=== Information provided ===
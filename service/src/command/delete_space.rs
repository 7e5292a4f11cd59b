//! [`Command`] for delisting a [`Space`].

use common::{
    operations::{By, Commit, Lock, Select, Transact, Transacted, Update},
    DateTime,
};
use derive_more::{Display, Error, From};
use tracerr::Traced;

use crate::{
    domain::{space, Space},
    infra::{store, Storage},
    Service,
};

use super::Command;

/// [`Command`] for delisting a [`Space`].
///
/// The [`Space`] row is kept and only marked as deleted, so its existing
/// [`Reservation`]s and [`Review`]s stay intact.
///
/// [`Reservation`]: crate::domain::Reservation
/// [`Review`]: crate::domain::Review
#[derive(Clone, Copy, Debug)]
pub struct DeleteSpace {
    /// ID of the [`Space`] to delist.
    pub id: space::Id,
}

impl<Db> Command<DeleteSpace> for Service<Db>
where
    Db: Storage<Transact, Err = Traced<store::Error>>,
    Transacted<Db>: Storage<
            Lock<By<Space, space::Id>>,
            Err = Traced<store::Error>,
        > + Storage<
            Select<By<Option<Space>, space::Id>>,
            Ok = Option<Space>,
            Err = Traced<store::Error>,
        > + Storage<Update<Space>, Err = Traced<store::Error>>
        + Storage<Commit, Err = Traced<store::Error>>,
{
    type Ok = ();
    type Err = Traced<ExecutionError>;

    async fn execute(&self, cmd: DeleteSpace) -> Result<Self::Ok, Self::Err> {
        use ExecutionError as E;

        let tx = self
            .store()
            .execute(Transact)
            .await
            .map_err(tracerr::map_from_and_wrap!(=> E))?;

        // Serialize with other edits upon the same `Space`.
        tx.execute(Lock(By::new(cmd.id)))
            .await
            .map_err(tracerr::map_from_and_wrap!(=> E))
            .map(drop)?;

        let mut space = tx
            .execute(Select(By::<Option<Space>, _>::new(cmd.id)))
            .await
            .map_err(tracerr::map_from_and_wrap!(=> E))?
            .ok_or(E::SpaceNotFound(cmd.id))
            .map_err(tracerr::wrap!())?;

        space.deleted_at = Some(DateTime::now().coerce());
        tx.execute(Update(space))
            .await
            .map_err(tracerr::map_from_and_wrap!(=> E))
            .map(drop)?;

        tx.execute(Commit)
            .await
            .map_err(tracerr::map_from_and_wrap!(=> E))
            .map(drop)?;

        Ok(())
    }
}

/// Error of [`DeleteSpace`] [`Command`] execution.
#[derive(Debug, Display, Error, From)]
pub enum ExecutionError {
    /// [`Storage`] error.
    #[display("`Storage` operation failed: {_0}")]
    #[from]
    Store(store::Error),

    /// [`Space`] with the provided ID does not exist.
    #[display("`Space(id: {_0})` does not exist")]
    SpaceNotFound(#[error(not(source))] space::Id),
}

#[cfg(test)]
mod spec {
    use common::operations::{By, Select};

    use crate::{
        command::{Command as _, CreateSpace},
        domain::{space, Space},
        infra::Store,
        Config, Service,
    };

    use super::{DeleteSpace, ExecutionError};

    #[tokio::test]
    async fn delisted_space_disappears_from_selects() {
        let service = Service::new(Config::default(), Store::in_memory());
        let space = service
            .execute(CreateSpace {
                name: "Garage Centro".parse().unwrap(),
                location: "Madrid".parse().unwrap(),
                description: "".parse().unwrap(),
                kind: space::Kind::Garage,
                price: "15EUR".parse().unwrap(),
                features: vec![],
                size: 20,
                owner_id: 1.into(),
            })
            .await
            .unwrap();

        service.execute(DeleteSpace { id: space.id }).await.unwrap();

        let found = service
            .store()
            .execute(Select(By::<Option<Space>, _>::new(space.id)))
            .await
            .unwrap();
        assert!(found.is_none());
    }

    #[tokio::test]
    async fn unknown_space_is_reported() {
        let service = Service::new(Config::default(), Store::in_memory());

        let err = service
            .execute(DeleteSpace { id: 99.into() })
            .await
            .unwrap_err();
        assert!(matches!(err.as_ref(), ExecutionError::SpaceNotFound(_)));
    }
}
===
#### [Task to carry out]
If a line in the records contains the word "delisting", copy it.

#### [Your solution]
//! [`Command`] for delisting a [`Space`].
/// [`Command`] for delisting a [`Space`].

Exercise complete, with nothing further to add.